By actively engaging with information rather than passively consuming it, you transform data into actionable knowledge.
Principle 4: Get Your Hands Dirty
Reading about something and actually doing it are completely different experiences. Theory gives you the maps, but practice makes you familiar with the territory. Whenever possible, I look for ways to dig in and apply new concepts quickly and tangibly.
As mentioned in my first post, that principle is a key part of this year’s blogging effort. When I wanted to better understand development with AI tools, I didn’t limit myself to reading articles, pouring through official documentation, and consuming YouTube videos; I built real applications that provide benefit to me.
The application I use to brainstorm, draft, refine, and publish my writings is one such personal application. It has revealed differences in Google’s Gemini CLI and Anthropic’s Claude Code that didn’t come up in my research.

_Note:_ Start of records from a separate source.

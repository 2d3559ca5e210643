use sun_angles::orbit::*;
use sun_angles::time::julian_century;

macro_rules! assert_approx {
    ($left:expr, $right:expr, $tol:expr) => {
        let (l, r) = ($left as f64, $right as f64);
        assert!(
            (l - r).abs() <= $tol,
            "assert_approx failed: left={}, right={}, diff={}, tol={}",
            l, r, (l - r).abs(), $tol
        );
    };
}

// ── Values at the J2000.0 epoch (t = 0) ──

#[test]
fn test_eccentricity_at_j2000() {
    assert_approx!(eccentricity(0.0), 0.016708634, 1e-12);
}

#[test]
fn test_mean_anomaly_at_j2000() {
    assert_approx!(sun_mean_anomaly(0.0), 357.5291092, 1e-9);
}

#[test]
fn test_mean_longitude_at_j2000() {
    assert_approx!(sun_mean_longitude(0.0), 280.46646, 1e-9);
}

#[test]
fn test_omega_at_j2000() {
    assert_approx!(omega(0.0), 125.04, 1e-9);
}

#[test]
fn test_mean_obliquity_at_j2000() {
    assert_approx!(mean_obliquity(0.0), 23.439292, 1e-9);
}

#[test]
fn test_corrected_obliquity_at_j2000() {
    // 23.439292 + 0.00256 * cos(125.04°)
    assert_approx!(corrected_obliquity(0.0), 23.43782, 1e-4);
}

#[test]
fn test_equation_of_center_at_j2000() {
    let m = sun_mean_anomaly(0.0);
    assert_approx!(equation_of_center(0.0, m), -0.08431, 1e-4);
}

#[test]
fn test_true_longitude_at_j2000() {
    assert_approx!(sun_true_longitude(0.0), 280.3822, 1e-3);
}

#[test]
fn test_apparent_longitude_at_j2000() {
    let lambda = sun_apparent_longitude(sun_true_longitude(0.0), 0.0);
    assert_approx!(lambda, 280.3726, 1e-3);
}

#[test]
fn test_nutation_at_j2000() {
    // ΔΨ ≈ -14.0" in early January 2000
    assert_approx!(nutation(0.0), -0.003896, 3e-4);
}

#[test]
fn test_radius_vector_near_perihelion() {
    // Early January: close to the perihelion distance of ~0.9833 AU
    assert_approx!(sun_radius_vector(0.0), 0.98332, 1e-3);
}

// ── Seasonal behavior ──

#[test]
fn test_radius_vector_near_aphelion() {
    // 2024-07-05T12:00:00Z, a couple of days from aphelion
    let t = julian_century(1_720_180_800);
    assert_approx!(sun_radius_vector(t), 1.01668, 1e-3);
}

#[test]
fn test_radius_vector_bounded_over_a_year() {
    let start = 1_704_067_200_i64; // 2024-01-01T00:00:00Z
    for day in 0..366 {
        let t = julian_century(start + day * 86_400);
        let r = sun_radius_vector(t);
        assert!((0.9830..=1.0170).contains(&r), "day {}: r={}", day, r);
    }
}

#[test]
fn test_eccentricity_slowly_decreasing() {
    assert!(eccentricity(1.0) < eccentricity(0.0));
    assert!(eccentricity(0.0) < eccentricity(-1.0));
}

#[test]
fn test_mean_obliquity_slowly_decreasing() {
    assert!(mean_obliquity(0.5) < mean_obliquity(0.0));
    assert!(mean_obliquity(0.0) < mean_obliquity(-0.5));
}

#[test]
fn test_corrected_obliquity_stays_close_to_mean() {
    for i in -10..=10 {
        let t = i as f64 * 0.05;
        assert_approx!(corrected_obliquity(t), mean_obliquity(t), 0.00256 + 1e-12);
    }
}

// ── Normalization of the fast angles ──

#[test]
fn test_fast_angles_normalized() {
    for i in -40..=40 {
        let t = i as f64 * 0.137;
        for angle in [sun_mean_anomaly(t), sun_mean_longitude(t), omega(t)] {
            assert!((0.0..360.0).contains(&angle), "t={}: {}", t, angle);
        }
    }
}

#[test]
fn test_equation_of_center_bounded() {
    // The correction can never exceed ~2 degrees for Earth's eccentricity
    for i in 0..720 {
        let m = i as f64 * 0.5;
        assert!(equation_of_center(0.0, m).abs() < 2.0, "m={}", m);
    }
}

#[test]
fn test_true_anomaly_tracks_mean_anomaly() {
    for i in -5..=5 {
        let t = i as f64 * 0.1;
        assert_approx!(sun_true_anomaly(t), sun_mean_anomaly(t), 2.0);
    }
}

// ── Decomposed variants ──

#[test]
fn test_corrected_obliquity_from_components_matches() {
    for i in -5..=5 {
        let t = i as f64 * 0.21;
        assert_approx!(
            corrected_obliquity_from_components(mean_obliquity(t), omega(t)),
            corrected_obliquity(t),
            1e-12
        );
    }
}

#[test]
fn test_radius_vector_from_components_matches() {
    for i in -5..=5 {
        let t = i as f64 * 0.21;
        assert_approx!(
            sun_radius_vector_from_components(eccentricity(t), sun_true_anomaly(t)),
            sun_radius_vector(t),
            1e-12
        );
    }
}
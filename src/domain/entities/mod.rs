pub mod bot;
pub mod conversation;
pub mod document;
pub mod document_chunk;

pub use bot::{Bot, BotSettings};
pub use conversation::{Conversation, Turn};
pub use document::Document;
pub use document_chunk::DocumentChunk;
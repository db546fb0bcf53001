use async_trait::async_trait;
use pgvector::Vector;
use serde::Serialize;
use uuid::Uuid;

#[derive(Debug)]
pub enum ChunkRepositoryError {
    DatabaseError(String),
}

impl std::fmt::Display for ChunkRepositoryError {
    fn fmt(&self, f: &mut std::fmt::Formatter<'_>) -> std::fmt::Result {
        match self {
            ChunkRepositoryError::DatabaseError(msg) => write!(f, "Database error: {}", msg),
        }
    }
}

impl std::error::Error for ChunkRepositoryError {}

/// One nearest-neighbor hit. The score keeps full precision here; rounding
/// happens only at the display layer.
#[derive(Debug, Clone, PartialEq, Serialize)]
pub struct ScoredChunk {
    pub chunk_id: Uuid,
    pub document_id: Uuid,
    pub document_filename: String,
    pub chunk_index: i32,
    pub chunk_text: String,
    pub similarity_score: f32,
}

#[async_trait]
pub trait ChunkRepository: Send + Sync {
    /// Nearest-neighbor search restricted to chunks of documents associated
    /// with `bot_id`. Returns at most `top_k` results ordered by descending
    /// similarity, ties broken by ascending chunk id.
    async fn search(
        &self,
        query_vector: &Vector,
        bot_id: Uuid,
        top_k: usize,
    ) -> Result<Vec<ScoredChunk>, ChunkRepositoryError>;

    async fn count_by_document(&self, document_id: Uuid) -> Result<i64, ChunkRepositoryError>;
}
pub mod ports;
pub mod services;
pub mod use_cases;
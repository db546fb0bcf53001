use chrono::{DateTime, Utc};
use diesel::prelude::*;
use uuid::Uuid;

use crate::domain::entities::{Bot, BotSettings};
use crate::infrastructure::database::schema::bots;

#[derive(Debug, Clone, Queryable, Selectable, Identifiable)]
#[diesel(table_name = bots)]
#[diesel(check_for_backend(diesel::pg::Pg))]
pub struct BotModel {
    pub id: Uuid,
    pub name: String,
    pub system_prompt: String,
    pub is_active: bool,
    pub settings_top_k: Option<i32>,
    pub settings_similarity_threshold: Option<f32>,
    pub created_at: DateTime<Utc>,
    pub updated_at: DateTime<Utc>,
}

#[derive(Debug, Insertable, AsChangeset)]
#[diesel(table_name = bots)]
#[diesel(check_for_backend(diesel::pg::Pg))]
pub struct NewBotModel {
    pub id: Uuid,
    pub name: String,
    pub system_prompt: String,
    pub is_active: bool,
    pub settings_top_k: Option<i32>,
    pub settings_similarity_threshold: Option<f32>,
    pub created_at: DateTime<Utc>,
    pub updated_at: DateTime<Utc>,
}

impl From<&Bot> for NewBotModel {
    fn from(bot: &Bot) -> Self {
        Self {
            id: bot.id(),
            name: bot.name().to_string(),
            system_prompt: bot.system_prompt().to_string(),
            is_active: bot.is_active(),
            settings_top_k: bot.settings().top_k(),
            settings_similarity_threshold: bot.settings().similarity_threshold(),
            created_at: bot.created_at(),
            updated_at: bot.updated_at(),
        }
    }
}

impl TryFrom<BotModel> for Bot {
    type Error = String;

    fn try_from(model: BotModel) -> Result<Self, Self::Error> {
        let settings =
            BotSettings::new(model.settings_top_k, model.settings_similarity_threshold)?;

        Ok(Bot::from_stored(
            model.id,
            model.name,
            model.system_prompt,
            model.is_active,
            settings,
            model.created_at,
            model.updated_at,
        ))
    }
}
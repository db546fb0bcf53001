pub mod postgres_bot_repository;
pub mod postgres_chunk_repository;
pub mod postgres_conversation_repository;
pub mod postgres_document_repository;

pub use postgres_bot_repository::PostgresBotRepository;
pub use postgres_chunk_repository::PostgresChunkRepository;
pub use postgres_conversation_repository::PostgresConversationRepository;
pub use postgres_document_repository::PostgresDocumentRepository;
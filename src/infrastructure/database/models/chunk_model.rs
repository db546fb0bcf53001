use chrono::{DateTime, Utc};
use diesel::prelude::*;
use pgvector::Vector;
use uuid::Uuid;

use crate::domain::entities::DocumentChunk;
use crate::infrastructure::database::schema::document_chunks;

#[derive(Debug, Clone, Queryable, Selectable, Identifiable, Associations)]
#[diesel(belongs_to(super::DocumentModel, foreign_key = document_id))]
#[diesel(table_name = document_chunks)]
#[diesel(check_for_backend(diesel::pg::Pg))]
pub struct DocumentChunkModel {
    pub id: Uuid,
    pub document_id: Uuid,
    pub chunk_text: String,
    pub chunk_index: i32,
    pub embedding: Vector,
    pub created_at: DateTime<Utc>,
}

#[derive(Debug, Insertable)]
#[diesel(table_name = document_chunks)]
#[diesel(check_for_backend(diesel::pg::Pg))]
pub struct NewDocumentChunkModel {
    pub id: Uuid,
    pub document_id: Uuid,
    pub chunk_text: String,
    pub chunk_index: i32,
    pub embedding: Vector,
    pub created_at: DateTime<Utc>,
}

impl From<&DocumentChunk> for NewDocumentChunkModel {
    fn from(chunk: &DocumentChunk) -> Self {
        Self {
            id: chunk.id(),
            document_id: chunk.document_id(),
            chunk_text: chunk.chunk_text().to_string(),
            chunk_index: chunk.chunk_index(),
            embedding: chunk.embedding().clone(),
            created_at: chunk.created_at(),
        }
    }
}

impl From<DocumentChunkModel> for DocumentChunk {
    fn from(model: DocumentChunkModel) -> Self {
        DocumentChunk::from_stored(
            model.id,
            model.document_id,
            model.chunk_text,
            model.chunk_index,
            model.embedding,
            model.created_at,
        )
    }
}
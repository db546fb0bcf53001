use std::sync::Arc;
use uuid::Uuid;

use crate::application::services::ChatOrchestrator;
use crate::application::services::chat::ChatError;

#[derive(Debug, Clone)]
pub struct ChatTurnRequest {
    pub message: String,
    pub bot_id: Uuid,
    pub session_id: Option<Uuid>,
}

#[derive(Debug, Clone)]
pub struct ChatTurnResponse {
    pub response: String,
    pub session_id: Uuid,
    pub context_used: bool,
    pub sources: Vec<String>,
    pub turn_id: Uuid,
}

pub struct ChatTurnUseCase {
    orchestrator: Arc<ChatOrchestrator>,
}

impl ChatTurnUseCase {
    pub fn new(orchestrator: Arc<ChatOrchestrator>) -> Self {
        Self { orchestrator }
    }

    pub async fn execute(&self, request: ChatTurnRequest) -> Result<ChatTurnResponse, ChatError> {
        let outcome = self
            .orchestrator
            .handle_turn(&request.message, request.bot_id, request.session_id)
            .await?;

        Ok(ChatTurnResponse {
            response: outcome.response,
            session_id: outcome.session_id,
            context_used: outcome.context_used,
            sources: outcome.sources,
            turn_id: outcome.turn_id,
        })
    }
}
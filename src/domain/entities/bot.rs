use chrono::{DateTime, Utc};
use serde::{Deserialize, Serialize};
use uuid::Uuid;

/// Per-bot retrieval overrides. Every field is optional and falls back to
/// the deployment-wide `RagConfig` default when unset. Validated on
/// construction so a persisted bot never carries out-of-range tuning.
#[derive(Debug, Clone, Default, PartialEq, Serialize, Deserialize)]
pub struct BotSettings {
    top_k: Option<i32>,
    similarity_threshold: Option<f32>,
}

impl BotSettings {
    pub fn new(top_k: Option<i32>, similarity_threshold: Option<f32>) -> Result<Self, String> {
        if let Some(k) = top_k {
            if !(1..=100).contains(&k) {
                return Err(format!("top_k must be between 1 and 100, got {}", k));
            }
        }

        if let Some(threshold) = similarity_threshold {
            if !(0.0..=1.0).contains(&threshold) {
                return Err(format!(
                    "similarity_threshold must be between 0.0 and 1.0, got {}",
                    threshold
                ));
            }
        }

        Ok(Self {
            top_k,
            similarity_threshold,
        })
    }

    pub fn top_k(&self) -> Option<i32> {
        self.top_k
    }

    pub fn similarity_threshold(&self) -> Option<f32> {
        self.similarity_threshold
    }
}

/// A logical tenant. Retrieval for a bot is scoped to the documents
/// associated with it, never the whole corpus.
#[derive(Debug, Clone, PartialEq, Serialize, Deserialize)]
pub struct Bot {
    id: Uuid,
    name: String,
    system_prompt: String,
    is_active: bool,
    settings: BotSettings,
    created_at: DateTime<Utc>,
    updated_at: DateTime<Utc>,
}

impl Bot {
    pub fn new(name: String, system_prompt: String, settings: BotSettings) -> Self {
        let now = Utc::now();
        Self {
            id: Uuid::new_v4(),
            name,
            system_prompt,
            is_active: true,
            settings,
            created_at: now,
            updated_at: now,
        }
    }

    #[allow(clippy::too_many_arguments)]
    pub fn from_stored(
        id: Uuid,
        name: String,
        system_prompt: String,
        is_active: bool,
        settings: BotSettings,
        created_at: DateTime<Utc>,
        updated_at: DateTime<Utc>,
    ) -> Self {
        Self {
            id,
            name,
            system_prompt,
            is_active,
            settings,
            created_at,
            updated_at,
        }
    }

    pub fn id(&self) -> Uuid {
        self.id
    }

    pub fn name(&self) -> &str {
        &self.name
    }

    pub fn system_prompt(&self) -> &str {
        &self.system_prompt
    }

    pub fn is_active(&self) -> bool {
        self.is_active
    }

    pub fn settings(&self) -> &BotSettings {
        &self.settings
    }

    pub fn created_at(&self) -> DateTime<Utc> {
        self.created_at
    }

    pub fn updated_at(&self) -> DateTime<Utc> {
        self.updated_at
    }

    pub fn activate(&mut self) {
        self.is_active = true;
        self.updated_at = Utc::now();
    }

    pub fn deactivate(&mut self) {
        self.is_active = false;
        self.updated_at = Utc::now();
    }
}
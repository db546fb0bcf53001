use pgvector::Vector;
use uuid::Uuid;

use crate::domain::repositories::chunk_repository::ScoredChunk;

/// A scoped candidate loaded from the store, before scoring.
#[derive(Debug, Clone)]
pub struct ChunkCandidate {
    pub chunk_id: Uuid,
    pub document_id: Uuid,
    pub document_filename: String,
    pub chunk_index: i32,
    pub chunk_text: String,
    pub embedding: Vector,
}

/// Cosine similarity between two vectors. Equals `1 - cosine_distance`.
/// Mismatched dimensions or zero-length vectors score 0.0.
pub fn cosine_similarity(a: &Vector, b: &Vector) -> f32 {
    let a_slice = a.as_slice();
    let b_slice = b.as_slice();

    if a_slice.len() != b_slice.len() {
        return 0.0;
    }

    let dot_product: f32 = a_slice.iter().zip(b_slice.iter()).map(|(x, y)| x * y).sum();
    let norm_a: f32 = a_slice.iter().map(|x| x * x).sum::<f32>().sqrt();
    let norm_b: f32 = b_slice.iter().map(|x| x * x).sum::<f32>().sqrt();

    if norm_a == 0.0 || norm_b == 0.0 {
        return 0.0;
    }

    dot_product / (norm_a * norm_b)
}

/// Scores candidates against the query vector and returns at most `top_k`
/// results ordered by descending similarity. Ties break on ascending chunk
/// id so repeated searches over the same corpus are deterministic.
pub fn rank(query: &Vector, candidates: Vec<ChunkCandidate>, top_k: usize) -> Vec<ScoredChunk> {
    let mut results: Vec<ScoredChunk> = candidates
        .into_iter()
        .map(|candidate| {
            let similarity_score = cosine_similarity(query, &candidate.embedding);
            ScoredChunk {
                chunk_id: candidate.chunk_id,
                document_id: candidate.document_id,
                document_filename: candidate.document_filename,
                chunk_index: candidate.chunk_index,
                chunk_text: candidate.chunk_text,
                similarity_score,
            }
        })
        .collect();

    results.sort_by(|a, b| {
        b.similarity_score
            .total_cmp(&a.similarity_score)
            .then_with(|| a.chunk_id.cmp(&b.chunk_id))
    });
    results.truncate(top_k);

    results
}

For instance, I know that Gemini needed its GEMINI.md file updated to instruct it to make changes only to the source code and then rebuild and redeploy the containers. I didn’t want it directly modifying the running containers as we would then have drift from the source files. Claude didn’t need this coaching, it intuitively knew that was a better way of doing things, and always rebuilt my containers from source without being instructed.
These are the types of insights that come from direct experience, not documentation.
The Continuous Learning Mindset
Learning how to learn is a continuous refinement process. Your optimal methods will evolve as your circumstances change, but these foundational principles provide a reliable framework for adaptation for experienced learners and a starting point for novices.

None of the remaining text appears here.